According to the US Dept. of Health and Human Services’ Administration for Community Living, in 2020, 51% of Americans aged 65 and older lived in nine states: California, Florida, Texas, New York, Pennsylvania, Ohio, Illinois, North Carolina, and Michigan. We conducted in-depth human-centered research activities in five of those states – California, Texas, New York, Pennsylvania, and Ohio – as well as in Iowa and Alabama.

A map of the United States indicating the locations where researchers recruited participants: California (in the Calexico and El Centro areas), Texas (in the Dallas area), Iowa (in the Des Moines area), Alabama (in the Selma and Mobile areas), Ohio (in the Ashland area), Pennsylvania (in the Pittsburgh area), and New York (in the New York City area).

Fig. 6. Research took place in seven diverse communities across the country. Image courtesy of the Public Policy Lab.

The locations represent diverse geographic areas, population densities, political leanings, and U.S. Department of Health and Human Services (HHS) regions. We additionally selected four states in which more than 10.7% of the population is dually eligible for Medicare and Medicaid.

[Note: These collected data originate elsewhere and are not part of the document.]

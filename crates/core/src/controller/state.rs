use std::ops::ControlFlow;

use parley_actor::{Actor, Message as ActorMessage};
use parley_transport::{DispatchRequest, Mode, Reply};

use super::{ChatView, ControllerState, SubmitOptions};
use crate::message::Message;
use crate::mode::ModeSpec;
use crate::reveal::Reveal;
use crate::transport_client::DispatchResult;

impl ControllerState {
    fn submit(
        &mut self,
        mode: Mode,
        query: String,
        options: SubmitOptions,
        handle: &Actor<Self>,
    ) {
        let Some(conversation_id) = self.conversation_id.clone() else {
            debug!("no conversation is bound, ignoring the {mode} request");
            return;
        };
        let spec = ModeSpec::of(mode);

        self.messages.push(Message::user(spec.echo(&query)));
        self.begin_dispatch();

        let SubmitOptions {
            document_ids,
            model_id,
        } = options;
        if model_id.is_some() && !spec.accepts_model {
            debug!("{mode} doesn't take a model, the selection is dropped");
        }
        let req = DispatchRequest {
            conversation_id,
            query,
            document_ids,
            model_id: model_id.filter(|_| spec.accepts_model),
        };
        let fut = self.client.dispatch(mode, req);
        let epoch = self.epoch;
        let handle = handle.downgrade();
        tokio::spawn(async move {
            let result = fut.await;
            if handle
                .send(DispatchSettled {
                    mode,
                    epoch,
                    result,
                })
                .is_err()
            {
                debug!("controller is gone, dropping the {mode} reply");
            }
        });

        self.publish();
    }

    fn dispatch_settled(
        &mut self,
        mode: Mode,
        epoch: u64,
        result: DispatchResult,
        handle: &Actor<Self>,
    ) {
        if epoch != self.epoch {
            debug!("discarding a {mode} reply for a previous conversation");
            return;
        }
        let spec = ModeSpec::of(mode);

        match result {
            Ok(raw) => self.start_reveal(raw.normalize(spec.reply_field), handle),
            Err(err) => {
                let text = spec.failure_text(&err.to_string());
                let detail = err.detail().map(ToOwned::to_owned);
                self.messages.push(Message::assistant_error(text, detail));
            }
        }
        self.end_dispatch();
        self.publish();
    }

    fn start_reveal(&mut self, mut reply: Reply, handle: &Actor<Self>) {
        self.interrupt_reveal();

        let message = Message::reveal_placeholder(&mut reply);
        let reveal_id = self.next_reveal_id;
        self.next_reveal_id += 1;
        let mut reveal = Reveal::new(
            reveal_id,
            self.messages.len(),
            message.id.clone(),
            reply.text,
        );
        self.messages.push(message);

        if reveal.is_complete() {
            debug!("reveal {reveal_id} has nothing to show");
            self.settle(reveal);
            return;
        }

        let config = self.reveal_config;
        debug!(
            "reveal {reveal_id} started, {} step(s) to go",
            reveal.remaining_steps(config.chunk_chars())
        );
        let handle = handle.downgrade();
        let timer = self.timers.schedule_every(config.interval(), move || {
            match handle.send(RevealTick(reveal_id)) {
                Ok(()) => ControlFlow::Continue(()),
                Err(_) => ControlFlow::Break(()),
            }
        });
        reveal.set_timer(timer);
        self.reveal = Some(reveal);
    }

    fn reveal_tick(&mut self, reveal_id: u64) {
        let Some(reveal) = self.reveal.as_mut().filter(|r| r.id() == reveal_id)
        else {
            trace!("reveal {reveal_id} is no longer active, tick ignored");
            return;
        };

        let range = reveal.advance(self.reveal_config.chunk_chars());
        if let Some(message) = self.messages.get_mut(reveal.message_index()) {
            message.content.push_str(&reveal.full_text()[range]);
        }
        trace!("reveal {reveal_id} advanced");

        if reveal.is_complete() {
            if let Some(reveal) = self.reveal.take() {
                self.settle(reveal);
            }
        }
        self.publish();
    }

    /// Marks the message of a completed reveal as final.
    fn settle(&mut self, reveal: Reveal) {
        if let Some(timer) = reveal.timer() {
            self.timers.cancel(timer);
        }
        let reveal_id = reveal.id();
        let Some(message) = message_of(&mut self.messages, &reveal) else {
            return;
        };
        message.content = reveal.into_full_text();
        message.is_streaming = false;
        debug!("reveal {reveal_id} settled");
    }

    /// Stops the active reveal, if any, keeping what has been shown so far.
    fn interrupt_reveal(&mut self) {
        self.timers.cancel_all();
        let Some(reveal) = self.reveal.take() else {
            return;
        };
        if let Some(message) = message_of(&mut self.messages, &reveal) {
            message.is_streaming = false;
        }
        debug!("reveal {} interrupted", reveal.id());
    }

    fn bind_conversation(&mut self, conversation_id: String) {
        if self.conversation_id.as_deref() == Some(conversation_id.as_str()) {
            trace!("conversation {conversation_id} is already bound");
            return;
        }

        let cancelled = self.timers.cancel_all();
        self.reveal = None;
        self.messages.clear();
        self.epoch += 1;
        if self.in_flight > 0 {
            debug!("{} dispatch(es) will be discarded", self.in_flight);
            self.in_flight = 0;
            self.notify_loading(false);
        }
        debug!(
            "switched to conversation {conversation_id}, {cancelled} timer(s) cancelled"
        );
        self.conversation_id = Some(conversation_id);
        self.publish();
    }

    fn view_mindmap(&self, message_id: &str) {
        let mermaid_code = self
            .messages
            .iter()
            .find(|m| m.id == message_id)
            .filter(|m| m.has_mindmap)
            .and_then(|m| m.mermaid_code.as_deref());
        let Some(mermaid_code) = mermaid_code else {
            debug!("message {message_id} has no mind map to show");
            return;
        };
        if let Some(on_view_mindmap) = &self.on_view_mindmap {
            on_view_mindmap(mermaid_code);
        }
    }

    fn begin_dispatch(&mut self) {
        self.in_flight += 1;
        if self.in_flight == 1 {
            self.notify_loading(true);
        }
    }

    fn end_dispatch(&mut self) {
        self.in_flight = self.in_flight.saturating_sub(1);
        if self.in_flight == 0 {
            self.notify_loading(false);
        }
    }

    #[inline]
    fn notify_loading(&self, is_loading: bool) {
        if let Some(on_loading_changed) = &self.on_loading_changed {
            on_loading_changed(is_loading);
        }
    }

    fn publish(&self) {
        self.view_tx.send_replace(ChatView {
            conversation_id: self.conversation_id.clone(),
            messages: self.messages.clone(),
            is_loading: self.in_flight > 0,
        });
    }
}

/// Looks up the message a reveal writes into.
#[inline]
fn message_of<'a>(
    messages: &'a mut [Message],
    reveal: &Reveal,
) -> Option<&'a mut Message> {
    messages
        .get_mut(reveal.message_index())
        .filter(|m| m.id == reveal.message_id())
}

#[derive(Debug)]
pub struct Submit {
    pub mode: Mode,
    pub query: String,
    pub options: SubmitOptions,
}

impl ActorMessage<ControllerState> for Submit {
    #[inline]
    fn handle(self, state: &mut ControllerState, handle: &Actor<ControllerState>) {
        state.submit(self.mode, self.query, self.options, handle);
    }
}

#[derive(Debug)]
pub struct BindConversation(pub String);

impl ActorMessage<ControllerState> for BindConversation {
    #[inline]
    fn handle(self, state: &mut ControllerState, _handle: &Actor<ControllerState>) {
        state.bind_conversation(self.0);
    }
}

#[derive(Debug)]
pub struct ViewMindmap(pub String);

impl ActorMessage<ControllerState> for ViewMindmap {
    #[inline]
    fn handle(self, state: &mut ControllerState, _handle: &Actor<ControllerState>) {
        state.view_mindmap(&self.0);
    }
}

#[derive(Debug)]
struct DispatchSettled {
    mode: Mode,
    epoch: u64,
    result: DispatchResult,
}

impl ActorMessage<ControllerState> for DispatchSettled {
    fn handle(self, state: &mut ControllerState, handle: &Actor<ControllerState>) {
        state.dispatch_settled(self.mode, self.epoch, self.result, handle);
    }
}

#[derive(Debug)]
struct RevealTick(u64);

impl ActorMessage<ControllerState> for RevealTick {
    #[inline]
    fn handle(self, state: &mut ControllerState, _handle: &Actor<ControllerState>) {
        state.reveal_tick(self.0);
    }
}
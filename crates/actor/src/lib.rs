//! A lightweight actor runtime.
//!
//! An actor owns its state exclusively and handles one message at a time
//! on its own task, so handlers never interleave. Background work reports
//! back by sending messages, usually through a [`WeakActor`] so that it
//! doesn't keep a torn-down actor alive.

#![deny(missing_docs)]

#[macro_use]
extern crate tracing;

mod error;
mod handle;
mod mailbox;
mod scheduler;

pub use error::ActorDeadError;
pub use handle::{Actor, WeakActor};
pub use mailbox::{ActorState, Message};

#[cfg(test)]
mod tests {
    use tokio::sync::oneshot;

    use super::*;

    #[derive(Default)]
    struct Counter {
        value: u32,
        on_stopped: Option<oneshot::Sender<u32>>,
    }

    impl ActorState for Counter {
        fn stopped(&mut self) {
            if let Some(tx) = self.on_stopped.take() {
                tx.send(self.value).ok();
            }
        }
    }

    #[derive(Debug)]
    struct Add(u32);

    impl Message<Counter> for Add {
        fn handle(self, state: &mut Counter, _handle: &Actor<Counter>) {
            state.value += self.0;
        }
    }

    #[derive(Debug)]
    struct Get(oneshot::Sender<u32>);

    impl Message<Counter> for Get {
        fn handle(self, state: &mut Counter, _handle: &Actor<Counter>) {
            self.0.send(state.value).unwrap();
        }
    }

    #[tokio::test]
    async fn test_send_message() {
        let actor = Actor::spawn(Counter::default(), None);
        actor.send(Add(42)).unwrap();

        let (tx, rx) = oneshot::channel();
        actor.send(Get(tx)).unwrap();
        assert_eq!(rx.await.unwrap(), 42);
    }

    #[tokio::test]
    async fn test_stopped_after_kill() {
        let (stopped_tx, stopped_rx) = oneshot::channel();
        let actor = Actor::spawn(
            Counter {
                value: 0,
                on_stopped: Some(stopped_tx),
            },
            Some("counter"),
        );
        actor.send(Add(7)).unwrap();
        let (tx, rx) = oneshot::channel();
        actor.send(Get(tx)).unwrap();
        assert_eq!(rx.await.unwrap(), 7);

        actor.try_kill();
        assert!(!actor.is_alive());
        assert!(actor.send(Add(1)).is_err());
        assert_eq!(stopped_rx.await.unwrap(), 7);
    }

    #[tokio::test]
    async fn test_weak_handle_does_not_keep_alive() {
        let (stopped_tx, stopped_rx) = oneshot::channel();
        let actor = Actor::spawn(
            Counter {
                value: 0,
                on_stopped: Some(stopped_tx),
            },
            None,
        );
        let weak = actor.downgrade();
        weak.send(Add(3)).unwrap();
        let (tx, rx) = oneshot::channel();
        weak.send(Get(tx)).unwrap();
        assert_eq!(rx.await.unwrap(), 3);

        drop(actor);
        assert!(weak.send(Add(1)).is_err());
        assert_eq!(stopped_rx.await.unwrap(), 3);
    }
}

By concentrating research in a set of locations, rather than finding 66 participants in 66 different places, we sought to gather community-level trends, in addition to individual-level experiences. Ultimately, we were able to observe that some topics were more prevalent in each of our locations than in others.

A map of the United States with the seven research locations indicated. Each location has a box indicating which themes were more present than the average. For example, the trends in Pittsburgh, Pennsylvania were Race and Ethnicity, while the trends in Dallas, Texas were Housing Experience, Early Life, and Caregiver Ecosystem.

Fig. 7. For each location, some topic areas were more prevalent in that location than across the whole research pool. Image courtesy of the Public Policy Lab.

Inquiry Areas

Inquiry areas are broad topics or categories of knowledge that we hope to better understand through research. Inquiry areas apply to all participant or stakeholder types, and they are used to inform research methodologies, discussion guides, and desk research.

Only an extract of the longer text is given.